[Start of section]
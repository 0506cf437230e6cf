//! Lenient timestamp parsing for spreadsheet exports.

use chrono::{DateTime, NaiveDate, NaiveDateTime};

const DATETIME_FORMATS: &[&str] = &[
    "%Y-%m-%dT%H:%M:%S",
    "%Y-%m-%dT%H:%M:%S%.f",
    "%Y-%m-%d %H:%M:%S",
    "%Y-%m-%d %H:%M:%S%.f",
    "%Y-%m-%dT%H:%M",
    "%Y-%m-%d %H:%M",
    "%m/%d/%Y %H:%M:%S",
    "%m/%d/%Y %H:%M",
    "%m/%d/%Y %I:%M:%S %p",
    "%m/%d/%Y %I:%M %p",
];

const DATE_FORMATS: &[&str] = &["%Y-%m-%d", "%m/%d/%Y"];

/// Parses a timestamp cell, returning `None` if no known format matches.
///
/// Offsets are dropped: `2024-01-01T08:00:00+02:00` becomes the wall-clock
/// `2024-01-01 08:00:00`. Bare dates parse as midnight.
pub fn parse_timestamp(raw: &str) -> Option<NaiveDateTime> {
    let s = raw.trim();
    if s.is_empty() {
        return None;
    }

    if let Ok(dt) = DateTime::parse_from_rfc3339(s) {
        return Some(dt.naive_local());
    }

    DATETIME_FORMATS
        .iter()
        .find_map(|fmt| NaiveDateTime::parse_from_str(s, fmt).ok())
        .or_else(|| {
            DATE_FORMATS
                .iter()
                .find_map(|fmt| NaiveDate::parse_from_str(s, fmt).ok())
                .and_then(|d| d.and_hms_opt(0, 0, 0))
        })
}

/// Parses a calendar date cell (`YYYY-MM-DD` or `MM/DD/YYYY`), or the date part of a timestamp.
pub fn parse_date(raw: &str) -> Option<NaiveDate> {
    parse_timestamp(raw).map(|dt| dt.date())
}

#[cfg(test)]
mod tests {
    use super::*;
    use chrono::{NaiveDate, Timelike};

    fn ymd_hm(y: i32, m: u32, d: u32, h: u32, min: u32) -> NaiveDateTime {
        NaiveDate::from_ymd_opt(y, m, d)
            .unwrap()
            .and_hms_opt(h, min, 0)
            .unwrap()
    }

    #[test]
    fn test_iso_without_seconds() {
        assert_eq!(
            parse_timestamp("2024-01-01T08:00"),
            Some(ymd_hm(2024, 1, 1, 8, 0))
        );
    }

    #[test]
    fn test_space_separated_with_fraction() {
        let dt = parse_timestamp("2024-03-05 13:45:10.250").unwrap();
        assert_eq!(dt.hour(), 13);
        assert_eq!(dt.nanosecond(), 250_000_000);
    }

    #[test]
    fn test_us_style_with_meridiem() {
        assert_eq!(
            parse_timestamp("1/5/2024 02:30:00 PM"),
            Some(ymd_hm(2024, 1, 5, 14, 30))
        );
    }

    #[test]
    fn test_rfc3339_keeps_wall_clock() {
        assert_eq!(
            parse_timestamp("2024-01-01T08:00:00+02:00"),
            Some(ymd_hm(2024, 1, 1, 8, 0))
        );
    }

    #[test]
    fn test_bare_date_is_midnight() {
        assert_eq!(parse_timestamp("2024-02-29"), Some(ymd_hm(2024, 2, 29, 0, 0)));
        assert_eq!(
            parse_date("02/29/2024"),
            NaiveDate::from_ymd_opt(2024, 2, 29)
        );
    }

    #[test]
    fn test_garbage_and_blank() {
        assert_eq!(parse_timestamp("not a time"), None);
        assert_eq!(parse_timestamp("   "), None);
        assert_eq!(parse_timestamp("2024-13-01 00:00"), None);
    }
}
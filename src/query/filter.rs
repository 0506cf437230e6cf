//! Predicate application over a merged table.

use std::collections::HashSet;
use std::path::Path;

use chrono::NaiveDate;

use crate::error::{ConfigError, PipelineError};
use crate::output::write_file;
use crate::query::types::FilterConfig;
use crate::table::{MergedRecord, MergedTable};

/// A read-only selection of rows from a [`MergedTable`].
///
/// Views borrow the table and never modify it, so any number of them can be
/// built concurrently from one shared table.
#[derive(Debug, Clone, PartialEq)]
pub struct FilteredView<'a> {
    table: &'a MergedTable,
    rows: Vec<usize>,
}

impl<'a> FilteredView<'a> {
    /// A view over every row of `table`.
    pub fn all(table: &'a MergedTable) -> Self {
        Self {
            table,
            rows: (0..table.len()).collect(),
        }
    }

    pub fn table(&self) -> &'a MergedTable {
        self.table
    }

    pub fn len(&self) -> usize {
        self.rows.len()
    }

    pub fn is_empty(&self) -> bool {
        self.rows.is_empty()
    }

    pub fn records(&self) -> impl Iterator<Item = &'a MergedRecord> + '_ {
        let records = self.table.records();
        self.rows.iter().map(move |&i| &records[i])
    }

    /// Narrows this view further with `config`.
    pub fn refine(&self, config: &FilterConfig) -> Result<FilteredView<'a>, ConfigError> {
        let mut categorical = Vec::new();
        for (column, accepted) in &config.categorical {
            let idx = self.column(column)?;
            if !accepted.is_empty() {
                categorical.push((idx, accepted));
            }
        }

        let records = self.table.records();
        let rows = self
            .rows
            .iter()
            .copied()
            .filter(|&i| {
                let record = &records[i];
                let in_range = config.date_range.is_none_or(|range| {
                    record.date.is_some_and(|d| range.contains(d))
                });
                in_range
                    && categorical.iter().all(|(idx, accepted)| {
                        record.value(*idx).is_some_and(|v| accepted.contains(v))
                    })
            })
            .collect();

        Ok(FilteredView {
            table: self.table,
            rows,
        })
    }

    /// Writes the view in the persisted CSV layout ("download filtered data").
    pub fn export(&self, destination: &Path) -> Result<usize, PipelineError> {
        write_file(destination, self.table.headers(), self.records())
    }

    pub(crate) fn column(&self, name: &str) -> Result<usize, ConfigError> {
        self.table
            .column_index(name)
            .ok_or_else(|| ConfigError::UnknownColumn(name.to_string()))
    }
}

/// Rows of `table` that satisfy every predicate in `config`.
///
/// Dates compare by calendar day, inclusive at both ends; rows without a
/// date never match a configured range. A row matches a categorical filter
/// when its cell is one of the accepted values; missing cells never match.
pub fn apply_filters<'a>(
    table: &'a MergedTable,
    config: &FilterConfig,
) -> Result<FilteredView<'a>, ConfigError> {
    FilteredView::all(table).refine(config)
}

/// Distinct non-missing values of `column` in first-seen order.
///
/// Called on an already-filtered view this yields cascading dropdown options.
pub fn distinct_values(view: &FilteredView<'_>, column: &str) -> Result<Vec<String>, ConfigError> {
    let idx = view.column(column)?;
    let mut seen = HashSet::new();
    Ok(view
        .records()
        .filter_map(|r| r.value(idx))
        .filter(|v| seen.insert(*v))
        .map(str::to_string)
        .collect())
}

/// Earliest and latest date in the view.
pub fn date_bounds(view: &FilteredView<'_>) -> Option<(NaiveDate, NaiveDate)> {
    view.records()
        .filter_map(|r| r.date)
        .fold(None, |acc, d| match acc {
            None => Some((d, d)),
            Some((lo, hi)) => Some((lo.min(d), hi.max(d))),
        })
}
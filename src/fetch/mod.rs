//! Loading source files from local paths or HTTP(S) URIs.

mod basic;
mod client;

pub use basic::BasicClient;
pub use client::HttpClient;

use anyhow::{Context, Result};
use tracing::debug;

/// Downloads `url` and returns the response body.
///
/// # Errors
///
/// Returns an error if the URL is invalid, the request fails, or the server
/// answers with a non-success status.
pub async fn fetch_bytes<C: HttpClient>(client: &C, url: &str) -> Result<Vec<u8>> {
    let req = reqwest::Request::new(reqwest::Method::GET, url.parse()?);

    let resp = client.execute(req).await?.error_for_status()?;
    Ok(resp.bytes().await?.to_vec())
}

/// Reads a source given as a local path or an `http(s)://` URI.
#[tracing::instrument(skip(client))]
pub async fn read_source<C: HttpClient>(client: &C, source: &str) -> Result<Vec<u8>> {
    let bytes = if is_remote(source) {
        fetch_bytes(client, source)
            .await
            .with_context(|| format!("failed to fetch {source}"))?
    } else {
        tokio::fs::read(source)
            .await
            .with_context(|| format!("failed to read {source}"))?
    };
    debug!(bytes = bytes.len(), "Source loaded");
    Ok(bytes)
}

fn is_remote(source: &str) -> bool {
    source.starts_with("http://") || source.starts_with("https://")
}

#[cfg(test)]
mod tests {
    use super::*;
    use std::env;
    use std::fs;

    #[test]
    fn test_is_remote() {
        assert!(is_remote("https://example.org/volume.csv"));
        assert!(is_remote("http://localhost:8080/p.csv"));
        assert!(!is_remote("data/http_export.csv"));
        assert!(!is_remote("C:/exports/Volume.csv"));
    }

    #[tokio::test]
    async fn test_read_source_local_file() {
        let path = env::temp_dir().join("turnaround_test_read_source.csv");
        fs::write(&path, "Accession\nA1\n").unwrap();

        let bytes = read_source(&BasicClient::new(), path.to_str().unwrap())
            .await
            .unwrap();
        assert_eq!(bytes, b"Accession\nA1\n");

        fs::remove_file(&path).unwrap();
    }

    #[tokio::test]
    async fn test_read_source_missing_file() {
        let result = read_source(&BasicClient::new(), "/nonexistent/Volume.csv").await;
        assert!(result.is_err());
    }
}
[End of section]
[Start of section]
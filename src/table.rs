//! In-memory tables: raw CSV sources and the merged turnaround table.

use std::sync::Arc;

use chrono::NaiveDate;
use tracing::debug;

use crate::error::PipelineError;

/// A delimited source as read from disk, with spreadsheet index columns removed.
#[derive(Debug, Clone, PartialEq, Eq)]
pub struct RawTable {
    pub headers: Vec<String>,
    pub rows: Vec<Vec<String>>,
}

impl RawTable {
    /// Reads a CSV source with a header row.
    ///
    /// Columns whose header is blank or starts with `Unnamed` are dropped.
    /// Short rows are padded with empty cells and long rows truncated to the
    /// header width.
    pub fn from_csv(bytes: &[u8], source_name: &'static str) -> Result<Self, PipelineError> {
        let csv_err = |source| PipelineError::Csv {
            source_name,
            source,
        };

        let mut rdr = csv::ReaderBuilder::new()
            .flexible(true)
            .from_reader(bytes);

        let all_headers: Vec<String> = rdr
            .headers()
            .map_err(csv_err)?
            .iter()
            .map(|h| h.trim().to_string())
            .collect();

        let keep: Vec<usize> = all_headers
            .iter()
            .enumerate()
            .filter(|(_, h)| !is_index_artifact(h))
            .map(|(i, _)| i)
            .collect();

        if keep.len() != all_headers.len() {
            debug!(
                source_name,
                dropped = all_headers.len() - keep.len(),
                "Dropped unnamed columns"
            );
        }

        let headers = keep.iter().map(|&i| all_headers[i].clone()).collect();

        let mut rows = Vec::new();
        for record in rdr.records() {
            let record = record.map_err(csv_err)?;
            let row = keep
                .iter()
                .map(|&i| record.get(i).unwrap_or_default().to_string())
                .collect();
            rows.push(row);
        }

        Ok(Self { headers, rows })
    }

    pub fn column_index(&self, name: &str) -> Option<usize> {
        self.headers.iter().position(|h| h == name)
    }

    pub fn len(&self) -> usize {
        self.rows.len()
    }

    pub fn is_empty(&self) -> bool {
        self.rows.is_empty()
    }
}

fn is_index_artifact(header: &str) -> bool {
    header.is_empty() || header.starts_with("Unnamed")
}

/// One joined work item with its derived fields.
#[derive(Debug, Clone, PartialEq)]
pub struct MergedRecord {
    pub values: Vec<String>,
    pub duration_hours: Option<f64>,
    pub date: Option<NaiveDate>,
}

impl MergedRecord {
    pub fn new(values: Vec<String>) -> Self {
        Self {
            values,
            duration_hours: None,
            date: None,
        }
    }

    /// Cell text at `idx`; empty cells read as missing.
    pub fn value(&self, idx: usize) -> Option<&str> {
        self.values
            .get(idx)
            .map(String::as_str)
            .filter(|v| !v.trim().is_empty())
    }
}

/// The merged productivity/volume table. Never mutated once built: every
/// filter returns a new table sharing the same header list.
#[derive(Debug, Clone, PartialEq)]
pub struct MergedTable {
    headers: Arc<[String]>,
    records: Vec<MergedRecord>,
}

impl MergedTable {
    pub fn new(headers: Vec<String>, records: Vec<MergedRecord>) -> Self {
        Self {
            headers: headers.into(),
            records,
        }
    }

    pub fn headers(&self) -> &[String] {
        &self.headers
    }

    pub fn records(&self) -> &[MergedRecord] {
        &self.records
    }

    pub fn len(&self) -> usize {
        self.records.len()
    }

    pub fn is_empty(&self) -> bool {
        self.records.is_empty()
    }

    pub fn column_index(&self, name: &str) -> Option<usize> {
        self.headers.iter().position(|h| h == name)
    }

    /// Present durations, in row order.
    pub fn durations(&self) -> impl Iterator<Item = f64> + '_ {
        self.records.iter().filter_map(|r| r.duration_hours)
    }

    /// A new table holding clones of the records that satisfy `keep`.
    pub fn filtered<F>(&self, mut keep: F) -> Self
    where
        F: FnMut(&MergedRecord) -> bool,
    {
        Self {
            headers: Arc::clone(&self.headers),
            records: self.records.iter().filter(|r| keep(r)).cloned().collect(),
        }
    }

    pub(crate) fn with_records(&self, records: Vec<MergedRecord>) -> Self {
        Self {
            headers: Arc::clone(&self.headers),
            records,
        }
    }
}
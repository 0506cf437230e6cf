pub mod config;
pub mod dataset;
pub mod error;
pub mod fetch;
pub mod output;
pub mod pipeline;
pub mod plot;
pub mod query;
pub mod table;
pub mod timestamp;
[End of section]
◆ WORK REQUIRED ◆
Among the records above, repeat exactly the line with "merged turnaround table.", the line with "index columns removed.", and every line in between, and only those.

◆ TASK ANSWER ◆
//! In-memory tables: raw CSV sources and the merged turnaround table.

use std::sync::Arc;

use chrono::NaiveDate;
use tracing::debug;

use crate::error::PipelineError;

/// A delimited source as read from disk, with spreadsheet index columns removed.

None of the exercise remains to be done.